**RECORDED INFORMATION:**
//! Configuration for the taxform binary.
//!
//! Read from `~/.taxform/config.toml` unless `TAXFORM_CONFIG` or an explicit
//! path says otherwise. Every section is optional; string values support
//! `${VAR}` expansion.

use std::path::{Path, PathBuf};
use std::time::Duration;
use std::{env, fs};

use serde::Deserialize;
use thiserror::Error;

use taxform_store::{RetryPolicy, StoreOptions};

/// Env var naming an alternate config file.
pub const CONFIG_ENV: &str = "TAXFORM_CONFIG";

#[derive(Debug, Error)]
pub enum ConfigError {
    #[error("failed to read config at {}: {source}", path.display())]
    Read {
        path: PathBuf,
        source: std::io::Error,
    },
    #[error("failed to parse config at {}: {source}", path.display())]
    Parse {
        path: PathBuf,
        source: toml::de::Error,
    },
}

impl ConfigError {
    pub fn path(&self) -> &PathBuf {
        match self {
            ConfigError::Read { path, .. } | ConfigError::Parse { path, .. } => path,
        }
    }
}

#[derive(Debug, Default, Deserialize)]
pub struct TaxformConfig {
    pub store: Option<StoreConfig>,
    pub retry: Option<RetryConfig>,
    pub log: Option<LogConfig>,
}

#[derive(Debug, Default, Deserialize)]
pub struct StoreConfig {
    /// Database file. Defaults to `~/.taxform/forms.db`.
    pub path: Option<String>,
    pub busy_timeout_ms: Option<u64>,
}

/// Backoff for transient storage errors on reads and idempotent upserts.
#[derive(Debug, Default, Deserialize)]
pub struct RetryConfig {
    pub max_retries: Option<u32>,
    pub initial_delay_ms: Option<u64>,
    pub max_delay_ms: Option<u64>,
}

#[derive(Debug, Default, Deserialize)]
pub struct LogConfig {
    /// `EnvFilter` directive, used when `RUST_LOG` is unset.
    pub filter: Option<String>,
    /// Append logs here instead of stderr.
    pub file: Option<String>,
}

pub fn expand_env_vars(value: &str) -> String {
    let mut out = String::with_capacity(value.len());
    let mut rest = value;

    while let Some(start) = rest.find("${") {
        out.push_str(&rest[..start]);
        let after = &rest[start + 2..];
        let Some(end) = after.find('}') else {
            out.push_str(&rest[start..]);
            return out;
        };
        let var = &after[..end];
        if !var.is_empty() {
            out.push_str(&env::var(var).unwrap_or_default());
        }
        rest = &after[end + 1..];
    }

    out.push_str(rest);
    out
}

impl TaxformConfig {
    /// Load from the default location. A missing file is not an error.
    pub fn load() -> Result<Option<Self>, ConfigError> {
        match config_path() {
            Some(path) if path.exists() => Self::load_from(&path).map(Some),
            _ => Ok(None),
        }
    }

    /// Load from an explicit path, which must exist.
    pub fn load_from(path: &Path) -> Result<Self, ConfigError> {
        let content = match fs::read_to_string(path) {
            Ok(content) => content,
            Err(err) => {
                tracing::warn!("Failed to read config at {:?}: {}", path, err);
                return Err(ConfigError::Read {
                    path: path.to_path_buf(),
                    source: err,
                });
            }
        };

        match toml::from_str(&content) {
            Ok(config) => Ok(config),
            Err(err) => {
                tracing::warn!("Failed to parse config at {:?}: {}", path, err);
                Err(ConfigError::Parse {
                    path: path.to_path_buf(),
                    source: err,
                })
            }
        }
    }

    #[must_use]
    pub fn path() -> Option<PathBuf> {
        config_path()
    }

    /// Database location: config value (expanded), else `~/.taxform/forms.db`.
    #[must_use]
    pub fn db_path(&self) -> Option<PathBuf> {
        self.store
            .as_ref()
            .and_then(|store| store.path.as_deref())
            .map(|raw| PathBuf::from(expand_env_vars(raw)))
            .or_else(|| taxform_dir().map(|dir| dir.join("forms.db")))
    }

    #[must_use]
    pub fn store_options(&self) -> StoreOptions {
        let mut options = StoreOptions::default();
        if let Some(ms) = self.store.as_ref().and_then(|store| store.busy_timeout_ms) {
            options.busy_timeout = Duration::from_millis(ms);
        }
        if let Some(retry) = &self.retry {
            options.retry = retry.to_policy();
        }
        options
    }

    #[must_use]
    pub fn log_filter(&self) -> Option<String> {
        self.log
            .as_ref()
            .and_then(|log| log.filter.as_deref())
            .map(expand_env_vars)
    }

    #[must_use]
    pub fn log_file(&self) -> Option<PathBuf> {
        self.log
            .as_ref()
            .and_then(|log| log.file.as_deref())
            .map(|raw| PathBuf::from(expand_env_vars(raw)))
    }
}

impl RetryConfig {
    /// Fill unset fields from [`RetryPolicy::default`].
    #[must_use]
    pub fn to_policy(&self) -> RetryPolicy {
        let defaults = RetryPolicy::default();
        RetryPolicy {
            max_retries: self.max_retries.unwrap_or(defaults.max_retries),
            initial_delay: self
                .initial_delay_ms
                .map_or(defaults.initial_delay, Duration::from_millis),
            max_delay: self
                .max_delay_ms
                .map_or(defaults.max_delay, Duration::from_millis),
            jitter_factor: defaults.jitter_factor,
        }
    }
}

fn taxform_dir() -> Option<PathBuf> {
    dirs::home_dir().map(|home| home.join(".taxform"))
}

/// `$TAXFORM_CONFIG` if set, else `~/.taxform/config.toml`.
pub fn config_path() -> Option<PathBuf> {
    match env::var_os(CONFIG_ENV) {
        Some(path) if !path.is_empty() => Some(PathBuf::from(path)),
        _ => taxform_dir().map(|dir| dir.join("config.toml")),
    }
}

#[cfg(test)]
mod tests {
    use super::*;

    // expand_env_vars tests

    #[test]
    fn expand_env_vars_no_vars() {
        assert_eq!(expand_env_vars("hello world"), "hello world");
    }

    #[test]
    fn expand_env_vars_single_var() {
        unsafe {
            std::env::set_var("TAXFORM_TEST_CONFIG_VAR", "replaced");
        }
        let result = expand_env_vars("prefix ${TAXFORM_TEST_CONFIG_VAR} suffix");
        assert_eq!(result, "prefix replaced suffix");
        unsafe {
            std::env::remove_var("TAXFORM_TEST_CONFIG_VAR");
        }
    }

    #[test]
    fn expand_env_vars_missing_var_becomes_empty() {
        unsafe {
            std::env::remove_var("TAXFORM_MISSING_VAR_FOR_TEST");
        }
        let result = expand_env_vars("before ${TAXFORM_MISSING_VAR_FOR_TEST} after");
        assert_eq!(result, "before  after");
    }

    #[test]
    fn expand_env_vars_unterminated_is_literal() {
        assert_eq!(expand_env_vars("cost ${HOME"), "cost ${HOME");
        assert_eq!(expand_env_vars("${}x"), "x");
    }

    #[test]
    fn full_config_parses() {
        let dir = tempfile::tempdir().unwrap();
        let path = dir.path().join("config.toml");
        fs::write(
            &path,
            r#"
[store]
path = "/srv/taxform/forms.db"
busy_timeout_ms = 250

[retry]
max_retries = 4
initial_delay_ms = 5

[log]
filter = "taxform_store=debug"
file = "/var/log/taxform.log"
"#,
        )
        .unwrap();

        let config = TaxformConfig::load_from(&path).unwrap();
        assert_eq!(config.db_path(), Some(PathBuf::from("/srv/taxform/forms.db")));

        let options = config.store_options();
        assert_eq!(options.busy_timeout, Duration::from_millis(250));
        assert_eq!(options.retry.max_retries, 4);
        assert_eq!(options.retry.initial_delay, Duration::from_millis(5));
        assert_eq!(options.retry.max_delay, RetryPolicy::default().max_delay);

        assert_eq!(config.log_filter().as_deref(), Some("taxform_store=debug"));
        assert_eq!(config.log_file(), Some(PathBuf::from("/var/log/taxform.log")));
    }

    #[test]
    fn empty_config_uses_defaults() {
        let config: TaxformConfig = toml::from_str("").unwrap();
        let options = config.store_options();
        assert_eq!(options.retry, RetryPolicy::default());
        assert_eq!(options.busy_timeout, StoreOptions::default().busy_timeout);
        assert_eq!(config.log_filter(), None);
    }

    #[test]
    fn read_and_parse_errors_carry_path() {
        let dir = tempfile::tempdir().unwrap();
        let missing = dir.path().join("absent.toml");
        let err = TaxformConfig::load_from(&missing).unwrap_err();
        assert!(matches!(err, ConfigError::Read { .. }));
        assert_eq!(err.path(), &missing);

        let broken = dir.path().join("broken.toml");
        fs::write(&broken, "[store\npath = 1").unwrap();
        let err = TaxformConfig::load_from(&broken).unwrap_err();
        assert!(matches!(err, ConfigError::Parse { .. }));
        assert!(err.to_string().contains("broken.toml"));
    }
}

**WORK REQUEST:**
From the entries above, list each line with "StoreOptions" in it.

**REPLY TO THE TASK:**
use taxform_store::{RetryPolicy, StoreOptions};
    pub fn store_options(&self) -> StoreOptions {
        let mut options = StoreOptions::default();
        assert_eq!(options.busy_timeout, StoreOptions::default().busy_timeout);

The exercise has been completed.